Carl Gegenbaur an Ernst Haeckel, Bad Brückenau, 20. August 1888

Bad Brückenau 20. Aug. | 1888.

Liebster Freund!

Sehr erfreut über Deinen Brief vom 15t gebe ich Dir sogleich Nachricht, die Dich sicher vor Deiner Abreise von Berchtesgaden noch treffen wird. Wir sind seit dem 9 Aug. hier, wo wir uns zu erholen begonnen haben, wenigsten bin ich der Neuralgie ledig und hoffe bei richtiger Sorgfalt ihr nicht sobald wieder zu verfallen. Der Zustand kostete mich fast das volle Sommersemester!

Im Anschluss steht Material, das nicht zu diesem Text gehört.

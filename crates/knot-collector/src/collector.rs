//! Collection pass orchestration.
//!
//! A pass always starts with `knot_build_info`, then opens a control
//! session. The server handles one command per session reliably, so every
//! phase after the first runs on a session of its own. A failed phase is
//! logged and skipped; a failed reconnect ends the pass. Either way the
//! samples gathered so far are kept.

use std::fmt;
use std::path::PathBuf;
use std::sync::{Arc, Mutex, PoisonError};
use std::time::Duration;

use knot_ctl::{CtlConnector, CtlResult, CtlSession};
use tracing::{debug, warn};

use crate::descriptor::{KnotDescriptors, MetricDesc};
use crate::phases::{self, PhaseSummary, ZoneStatusOptions};
use crate::process::ProcessMemory;
use crate::prometheus::{MetricBuffer, MetricSink, Sample};

/// What to collect and where the server is.
#[derive(Debug, Clone, PartialEq, Eq)]
pub struct CollectorConfig {
    pub socket_path: PathBuf,
    /// Per-call timeout on the control socket. `None` waits forever.
    pub timeout: Option<Duration>,
    pub collect_memory: bool,
    pub collect_global_stats: bool,
    pub collect_zone_stats: bool,
    pub collect_zone_status: bool,
    pub collect_zone_serial: bool,
    pub collect_zone_timers: bool,
}

impl Default for CollectorConfig {
    fn default() -> Self {
        Self {
            socket_path: PathBuf::from("/run/knot/knot.sock"),
            timeout: Some(Duration::from_millis(2000)),
            collect_memory: true,
            collect_global_stats: true,
            collect_zone_stats: true,
            collect_zone_status: true,
            collect_zone_serial: true,
            collect_zone_timers: false,
        }
    }
}

/// Identity of the running exporter, exported as `knot_build_info`.
#[derive(Debug, Clone, PartialEq, Eq)]
pub struct BuildInfo {
    pub version: String,
    pub build_time: String,
    pub git_commit: String,
    pub ctl_version: String,
    pub platform: String,
}

impl BuildInfo {
    /// Build info of this binary. Build time and commit come from the
    /// `KNOT_EXPORTER_BUILD_TIME` / `KNOT_EXPORTER_GIT_COMMIT` env vars at
    /// compile time.
    pub fn current() -> Self {
        Self {
            version: env!("CARGO_PKG_VERSION").to_string(),
            build_time: option_env!("KNOT_EXPORTER_BUILD_TIME")
                .unwrap_or("unknown")
                .to_string(),
            git_commit: option_env!("KNOT_EXPORTER_GIT_COMMIT")
                .unwrap_or("unknown")
                .to_string(),
            ctl_version: knot_ctl::ctl_version().to_string(),
            platform: format!("{}/{}", std::env::consts::OS, std::env::consts::ARCH),
        }
    }
}

/// One command/response cycle.
#[derive(Debug, Clone, Copy, PartialEq, Eq)]
pub enum Phase {
    GlobalStats,
    ZoneStatus,
    ZoneStats,
    ZoneTimers,
}

impl fmt::Display for Phase {
    fn fmt(&self, f: &mut fmt::Formatter<'_>) -> fmt::Result {
        let name = match self {
            Phase::GlobalStats => "global-stats",
            Phase::ZoneStatus => "zone-status",
            Phase::ZoneStats => "zone-stats",
            Phase::ZoneTimers => "zone-timers",
        };
        f.write_str(name)
    }
}

/// Collects Knot DNS metrics, one pass at a time.
pub struct KnotCollector {
    config: CollectorConfig,
    connector: Arc<dyn CtlConnector>,
    memory: Arc<dyn ProcessMemory>,
    descriptors: Arc<KnotDescriptors>,
    build: BuildInfo,
    /// Held for the whole pass so concurrent scrapes queue up.
    pass: Mutex<()>,
}

impl KnotCollector {
    pub fn new(
        config: CollectorConfig,
        connector: Arc<dyn CtlConnector>,
        memory: Arc<dyn ProcessMemory>,
        descriptors: Arc<KnotDescriptors>,
    ) -> Self {
        Self {
            config,
            connector,
            memory,
            descriptors,
            build: BuildInfo::current(),
            pass: Mutex::new(()),
        }
    }

    /// Builder method: override the exported build info.
    pub fn with_build_info(mut self, build: BuildInfo) -> Self {
        self.build = build;
        self
    }

    pub fn build_info(&self) -> &BuildInfo {
        &self.build
    }

    /// Run one pass into a fresh buffer.
    pub fn scrape(&self) -> MetricBuffer {
        let mut buffer = MetricBuffer::new();
        self.collect(&mut buffer);
        buffer
    }

    /// Run one full collection pass into `sink`.
    pub fn collect(&self, sink: &mut dyn MetricSink) {
        let _pass = self.pass.lock().unwrap_or_else(PoisonError::into_inner);

        self.emit_build_info(sink);

        let Some(session) = self.open_session() else {
            return;
        };

        if self.config.collect_memory {
            self.emit_memory_usage(sink);
        }

        let mut fresh = Some(session);
        for phase in self.enabled_phases() {
            let mut session = match fresh.take() {
                Some(session) => session,
                None => match self.open_session() {
                    Some(session) => session,
                    None => {
                        debug!(%phase, "remaining phases skipped after reconnect failure");
                        return;
                    }
                },
            };

            match self.run_phase(phase, session.as_mut(), sink) {
                Ok(summary) => debug!(%phase, records = summary.records, emitted = summary.emitted, "phase complete"),
                Err(e) => warn!(%phase, error = %e, timed_out = e.is_timeout(), "collection phase failed"),
            }
            session.close();
        }
    }

    /// Connect, send `status` and wait for the first unit of the answer.
    pub fn probe(&self) -> CtlResult<()> {
        let mut session = self.connector.connect(&self.config.socket_path)?;
        session.set_timeout(self.config.timeout);
        let result = session.send_command("status").and_then(|()| session.receive());
        session.close();
        result.map(|_| ())
    }

    /// Every descriptor this collector can currently emit.
    ///
    /// Statistic descriptors are included once they have been seen.
    pub fn describe(&self) -> Vec<Arc<MetricDesc>> {
        let d = &self.descriptors;
        let mut pairs = Vec::new();
        if self.config.collect_memory {
            pairs.push(&d.memory_usage);
        }
        if self.config.collect_zone_serial {
            pairs.push(&d.zone_serial);
        }
        if self.config.collect_zone_status {
            pairs.push(&d.zone_status_refresh);
            pairs.push(&d.zone_status_expiration);
        }
        if self.config.collect_zone_timers {
            pairs.extend([&d.zone_refresh, &d.zone_retry, &d.zone_expiration]);
        }

        let mut descs = vec![Arc::clone(&d.build_info)];
        for pair in pairs {
            descs.push(Arc::clone(&pair.value));
            descs.push(Arc::clone(&pair.total));
        }
        for pair in d.global_stats.pairs().into_iter().chain(d.zone_stats.pairs()) {
            descs.push(Arc::clone(&pair.value));
            descs.push(Arc::clone(&pair.total));
        }
        descs
    }

    fn enabled_phases(&self) -> Vec<Phase> {
        let c = &self.config;
        let mut phases = Vec::with_capacity(4);
        if c.collect_global_stats {
            phases.push(Phase::GlobalStats);
        }
        if c.collect_zone_status || c.collect_zone_serial {
            phases.push(Phase::ZoneStatus);
        }
        if c.collect_zone_stats {
            phases.push(Phase::ZoneStats);
        }
        if c.collect_zone_timers {
            phases.push(Phase::ZoneTimers);
        }
        phases
    }

    fn run_phase(
        &self,
        phase: Phase,
        session: &mut dyn CtlSession,
        sink: &mut dyn MetricSink,
    ) -> CtlResult<PhaseSummary> {
        let d = &self.descriptors;
        match phase {
            Phase::GlobalStats => phases::global_stats(session, d, sink),
            Phase::ZoneStatus => {
                let options = ZoneStatusOptions {
                    serial: self.config.collect_zone_serial,
                    timers: self.config.collect_zone_status,
                };
                phases::zone_status(session, d, options, sink)
            }
            Phase::ZoneStats => phases::zone_stats(session, d, sink),
            Phase::ZoneTimers => phases::zone_timers(session, d, sink),
        }
    }

    fn open_session(&self) -> Option<Box<dyn CtlSession>> {
        match self.connector.connect(&self.config.socket_path) {
            Ok(mut session) => {
                session.set_timeout(self.config.timeout);
                Some(session)
            }
            Err(e) => {
                warn!(
                    path = %self.config.socket_path.display(),
                    error = %e,
                    "failed to connect to control socket"
                );
                None
            }
        }
    }

    fn emit_build_info(&self, sink: &mut dyn MetricSink) {
        let b = &self.build;
        sink.observe(Sample::new(
            &self.descriptors.build_info,
            1.0,
            &[
                b.version.as_str(),
                b.build_time.as_str(),
                b.git_commit.as_str(),
                b.ctl_version.as_str(),
                b.platform.as_str(),
            ],
        ));
    }

    fn emit_memory_usage(&self, sink: &mut dyn MetricSink) {
        for pid in self.memory.list_monitored_process_ids() {
            let bytes = self.memory.resident_memory_bytes(pid);
            if bytes == 0 {
                continue;
            }
            let pid = pid.to_string();
            sink.emit_pair(&self.descriptors.memory_usage, bytes as f64, &[pid.as_str()]);
        }
    }
}

impl fmt::Debug for KnotCollector {
    fn fmt(&self, f: &mut fmt::Formatter<'_>) -> fmt::Result {
        f.debug_struct("KnotCollector")
            .field("config", &self.config)
            .field("build", &self.build)
            .finish_non_exhaustive()
    }
}
//! knot-exporter — HTTP front end for the Knot DNS collector.
//!
//! # Routes
//!
//! | Method | Path | Description |
//! |---|---|---|
//! | GET | `/metrics` | Prometheus exposition, one collection pass per request |
//! | GET | `/health` | Control socket probe |
//! | GET | `/` | Index page |

pub mod cli;
pub mod config;
pub mod server;

pub use cli::Cli;
pub use config::{ConfigError, ExporterConfig, FileConfig};
pub use server::{AppState, build_router};
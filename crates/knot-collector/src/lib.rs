//! knot-collector — turns Knot DNS control responses into Prometheus metrics.
//!
//! Every scrape runs one collection pass. The pass opens a fresh control
//! session per command, walks the tagged response stream and pushes
//! samples into a [`MetricSink`]. Statistic names the server reports are
//! not known in advance; they become metrics on first sight through a
//! [`DescriptorRegistry`].
//!
//! # Architecture
//!
//! ```text
//! KnotCollector::collect()            (single-flight mutex)
//!   ├── knot_build_info               (always)
//!   ├── memory usage                  ← ProcessMemory
//!   ├── phases::global_stats          ← session #1  "stats"
//!   ├── phases::zone_status           ← session #2  "zone-status"
//!   ├── phases::zone_stats            ← session #3  "zone-stats"
//!   └── phases::zone_timers           ← session #4  "zone-read" SOA
//!
//! MetricBuffer → render_prometheus() → text/plain for /metrics
//! ```

pub mod collector;
pub mod descriptor;
pub mod duration;
pub mod names;
pub mod phases;
pub mod process;
pub mod prometheus;

#[cfg(test)]
mod testing;

pub use collector::{BuildInfo, CollectorConfig, KnotCollector, Phase};
pub use descriptor::{DescPair, DescriptorRegistry, KnotDescriptors, MetricDesc, MetricKind};
pub use duration::{convert_state_time, parse_duration};
pub use names::sanitize_metric_name;
pub use process::{ProcessMemory, SysinfoMemory};
pub use prometheus::{MetricBuffer, MetricSink, Sample, render_prometheus};
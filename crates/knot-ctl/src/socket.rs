//! Blocking Unix-socket control session.

use std::io::{BufReader, Write};
use std::net::Shutdown;
use std::os::unix::net::UnixStream;
use std::path::Path;
use std::time::Duration;

use tracing::debug;

use crate::error::{CtlError, CtlResult};
use crate::types::{CtlData, CtlType};
use crate::wire;
use crate::{CtlConnector, CtlSession};

/// A control session over a connected Unix stream socket.
///
/// Reads go through a buffer so the decoder can peek at the byte that
/// follows a unit. Dropping the session closes it.
#[derive(Debug)]
pub struct UnixCtl {
    reader: BufReader<UnixStream>,
    writer: UnixStream,
    closed: bool,
}

impl UnixCtl {
    /// Connect to the control socket at `path`.
    pub fn connect(path: &Path) -> CtlResult<Self> {
        let connect_err = |source| CtlError::Connect {
            path: path.to_path_buf(),
            source,
        };
        let stream = UnixStream::connect(path).map_err(connect_err)?;
        let writer = stream.try_clone().map_err(connect_err)?;
        debug!(path = %path.display(), "control socket connected");

        Ok(Self {
            reader: BufReader::new(stream),
            writer,
            closed: false,
        })
    }

    fn send(&mut self, data: &CtlData) -> CtlResult<()> {
        if self.closed {
            return Err(CtlError::Closed);
        }
        let mut buf = Vec::with_capacity(64);
        wire::encode_unit(&mut buf, CtlType::Data, Some(data))?;
        wire::encode_unit(&mut buf, CtlType::Block, None)?;
        self.writer.write_all(&buf).map_err(CtlError::Send)?;
        self.writer.flush().map_err(CtlError::Send)
    }
}

impl CtlSession for UnixCtl {
    fn set_timeout(&mut self, timeout: Option<Duration>) {
        let timeout = timeout.filter(|t| !t.is_zero());
        let applied = self
            .writer
            .set_read_timeout(timeout)
            .and_then(|()| self.writer.set_write_timeout(timeout));
        if let Err(e) = applied {
            debug!(error = %e, "failed to set control socket timeout");
        }
    }

    fn send_command(&mut self, cmd: &str) -> CtlResult<()> {
        self.send(&CtlData::command(cmd, None))
    }

    fn send_command_with_type(&mut self, cmd: &str, rtype: &str) -> CtlResult<()> {
        self.send(&CtlData::command(cmd, Some(rtype)))
    }

    fn receive(&mut self) -> CtlResult<(CtlType, CtlData)> {
        if self.closed {
            return Err(CtlError::Closed);
        }
        wire::read_unit(&mut self.reader)
    }

    fn close(&mut self) {
        if self.closed {
            return;
        }
        self.closed = true;

        let mut buf = Vec::with_capacity(1);
        if wire::encode_unit(&mut buf, CtlType::End, None).is_ok() {
            let _ = self.writer.write_all(&buf);
        }
        let _ = self.writer.shutdown(Shutdown::Both);
    }
}

impl Drop for UnixCtl {
    fn drop(&mut self) {
        self.close();
    }
}

/// Opens [`UnixCtl`] sessions.
#[derive(Debug, Clone, Copy, Default)]
pub struct UnixConnector;

impl CtlConnector for UnixConnector {
    fn connect(&self, path: &Path) -> CtlResult<Box<dyn CtlSession>> {
        Ok(Box::new(UnixCtl::connect(path)?))
    }
}
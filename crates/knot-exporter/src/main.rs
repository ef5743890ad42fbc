//! knot-exporter — Prometheus exporter for Knot DNS.
//!
//! # Usage
//!
//! ```text
//! knot-exporter --knot-socket-path /run/knot/knot.sock --web-listen-port 9433
//! ```

use std::sync::Arc;

use anyhow::Context;
use clap::Parser;
use knot_collector::{BuildInfo, KnotCollector, KnotDescriptors, SysinfoMemory};
use knot_ctl::UnixConnector;
use knot_exporter::cli::version_text;
use knot_exporter::{Cli, ExporterConfig, build_router};
use tracing::info;
use tracing_subscriber::EnvFilter;

#[tokio::main]
async fn main() -> anyhow::Result<()> {
    let cli = Cli::parse();
    if cli.version {
        print!("{}", version_text(&BuildInfo::current()));
        return Ok(());
    }

    let config = ExporterConfig::load(&cli)?;

    let default_filter = if config.debug {
        "info,knot_exporter=debug,knot_collector=debug,knot_ctl=debug"
    } else {
        "info"
    };
    tracing_subscriber::fmt()
        .with_env_filter(EnvFilter::try_from_default_env().unwrap_or_else(|_| EnvFilter::new(default_filter)))
        .init();

    let addr = config.socket_addr()?;
    let collector = Arc::new(KnotCollector::new(
        config.collector.clone(),
        Arc::new(UnixConnector),
        Arc::new(SysinfoMemory::new()),
        Arc::new(KnotDescriptors::new()),
    ));
    let build = collector.build_info();
    info!(
        version = %build.version,
        commit = %build.git_commit,
        ctl_version = %build.ctl_version,
        "knot exporter starting"
    );

    if config.skip_validation {
        info!("startup validation skipped");
    } else {
        config.validate()?;
        let probe = Arc::clone(&collector);
        tokio::task::spawn_blocking(move || probe.probe())
            .await?
            .with_context(|| {
                format!(
                    "knot is not answering on {}",
                    config.collector.socket_path.display()
                )
            })?;
        info!(socket = %config.collector.socket_path.display(), "knot control socket reachable");
    }

    let router = build_router(collector);
    let listener = tokio::net::TcpListener::bind(addr)
        .await
        .with_context(|| format!("failed to bind {addr}"))?;
    info!(%addr, "listening");

    axum::serve(listener, router)
        .with_graceful_shutdown(shutdown_signal())
        .await?;

    info!("knot exporter stopped");
    Ok(())
}

/// Resolves on Ctrl-C or SIGTERM.
async fn shutdown_signal() {
    let ctrl_c = async {
        if let Err(e) = tokio::signal::ctrl_c().await {
            tracing::warn!(error = %e, "failed to listen for ctrl-c");
            std::future::pending::<()>().await;
        }
    };

    #[cfg(unix)]
    let terminate = async {
        match tokio::signal::unix::signal(tokio::signal::unix::SignalKind::terminate()) {
            Ok(mut sigterm) => {
                sigterm.recv().await;
            }
            Err(e) => {
                tracing::warn!(error = %e, "failed to listen for SIGTERM");
                std::future::pending::<()>().await;
            }
        }
    };
    #[cfg(not(unix))]
    let terminate = std::future::pending::<()>();

    tokio::select! {
        () = ctrl_c => {}
        () = terminate => {}
    }
    info!("shutdown signal received");
}
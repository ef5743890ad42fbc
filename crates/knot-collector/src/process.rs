//! Resident memory of the monitored server processes.

use std::ffi::OsString;
use std::sync::{Mutex, PoisonError};

use sysinfo::{Pid, ProcessRefreshKind, ProcessesToUpdate, System};
use tracing::trace;

/// Highest pid the kernel hands out (`pid_max` upper bound).
const MAX_PID: u32 = 4_194_304;

/// Source of per-process memory readings.
pub trait ProcessMemory: Send + Sync {
    /// Pids of the processes to report on.
    fn list_monitored_process_ids(&self) -> Vec<u32>;

    /// Resident set size in bytes, or 0 when unknown.
    fn resident_memory_bytes(&self, pid: u32) -> u64;
}

/// Process table backed by `sysinfo`, filtered to one executable name.
pub struct SysinfoMemory {
    system: Mutex<System>,
    process_name: OsString,
}

impl SysinfoMemory {
    /// Monitor processes called `knotd`.
    pub fn new() -> Self {
        Self::for_process("knotd")
    }

    pub fn for_process(process_name: impl Into<OsString>) -> Self {
        Self {
            system: Mutex::new(System::new()),
            process_name: process_name.into(),
        }
    }

    fn refresh(system: &mut System, processes: ProcessesToUpdate<'_>) {
        system.refresh_processes_specifics(processes, true, ProcessRefreshKind::nothing().with_memory());
    }
}

impl Default for SysinfoMemory {
    fn default() -> Self {
        Self::new()
    }
}

impl std::fmt::Debug for SysinfoMemory {
    fn fmt(&self, f: &mut std::fmt::Formatter<'_>) -> std::fmt::Result {
        f.debug_struct("SysinfoMemory")
            .field("process_name", &self.process_name)
            .finish_non_exhaustive()
    }
}

impl ProcessMemory for SysinfoMemory {
    fn list_monitored_process_ids(&self) -> Vec<u32> {
        let mut system = self.system.lock().unwrap_or_else(PoisonError::into_inner);
        Self::refresh(&mut system, ProcessesToUpdate::All);

        // Threads share the process name on Linux; only count the leaders.
        let mut pids: Vec<u32> = system
            .processes_by_exact_name(&self.process_name)
            .filter(|process| process.thread_kind().is_none())
            .map(|process| process.pid().as_u32())
            .collect();
        pids.sort_unstable();
        pids
    }

    fn resident_memory_bytes(&self, pid: u32) -> u64 {
        if pid == 0 || pid > MAX_PID {
            return 0;
        }

        let pid = Pid::from_u32(pid);
        let mut system = self.system.lock().unwrap_or_else(PoisonError::into_inner);
        Self::refresh(&mut system, ProcessesToUpdate::Some(&[pid]));
        match system.process(pid) {
            Some(process) => process.memory(),
            None => {
                trace!(%pid, "process gone");
                0
            }
        }
    }
}

#[cfg(test)]
mod tests {
    use super::*;

    fn own_pid() -> u32 {
        std::process::id()
    }

    fn own_name() -> OsString {
        let mut system = System::new();
        let pid = Pid::from_u32(own_pid());
        system.refresh_processes(ProcessesToUpdate::Some(&[pid]), true);
        system.process(pid).unwrap().name().to_os_string()
    }

    #[test]
    fn reads_own_resident_memory() {
        let memory = SysinfoMemory::for_process(own_name());
        assert!(memory.resident_memory_bytes(own_pid()) > 0);
    }

    #[test]
    fn lists_processes_by_exact_name() {
        let memory = SysinfoMemory::for_process(own_name());
        assert!(memory.list_monitored_process_ids().contains(&own_pid()));
    }

    #[test]
    fn unmatched_name_lists_nothing() {
        let memory = SysinfoMemory::for_process("no-such-daemon-x");
        assert!(memory.list_monitored_process_ids().is_empty());
    }

    #[test]
    fn out_of_range_pid_is_zero() {
        let memory = SysinfoMemory::new();
        assert_eq!(memory.resident_memory_bytes(0), 0);
        assert_eq!(memory.resident_memory_bytes(MAX_PID + 1), 0);
        assert_eq!(memory.resident_memory_bytes(u32::MAX), 0);
    }

    #[test]
    fn exited_process_reads_zero() {
        let mut child = std::process::Command::new("true").spawn().unwrap();
        let pid = child.id();
        child.wait().unwrap();

        let memory = SysinfoMemory::new();
        assert_eq!(memory.resident_memory_bytes(pid), 0);
    }
}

Deinen Vorschlag einer Begegnung kann ich bezüglich der Zeit mit Freuden acceptiren, denn ich werde es möglich machen können bis dahin wieder mobil zu sein. Ich muß zwar bei meiner Rückkunft nach Heidelberg, mindestens 3-4 Tage dort weilen, da ich einen Zeichner sitzen habe, der beschäftigt sein will und bis dahin sein Pensum längst beendet haben wird. Ich werde es aber einrichten etwas früher von hier wegzugehen, um rechtzeitig südwärts || zu eilen. Wegen des Ortes der Begegnung kann ich Dir mein Bedenken nicht vorenthalten. Sie sind doppelter Art. Einmal werden wir in München doch eigentlich nichts von einander haben und die Begegnung, auf die ich mich übrigens freue, verfehlte dann ihren Zweck. Vestigia terrent! Davon aber ist mir München dadurch, daß ich bei einer Reihe von Besuchen daselbst jedesmal unwohl, einigemale sogar erkrankt zurückkehrte, ein sehr ominöser Ort geworden. Ich stehe im 62ten Lebensjahre, resp. beendige dasselbe morgen, und muß auf meine Gesundheit Rücksichten a nehmen, an welche ich vor wenig Jahren kaum dachte. Da wirst Du begreifen daß mir München nichts weniger als sympathisch ist. Ich hatte gehofft, Du würdest die Rückkehr vielleicht durch den Arlberg nehmen, wo ich dann || irgendwo unterwegs Dich getroffen hätte. Ich bitte Dich also, Dir nochmals die Sache in Erwägung zu nehmen und ersuche Dich nicht minder um eventuelle recht genaue Angaben, damit mein vorjähriges Geschick beim Aufsuchen des Freundes sich nicht mehr wiederhole.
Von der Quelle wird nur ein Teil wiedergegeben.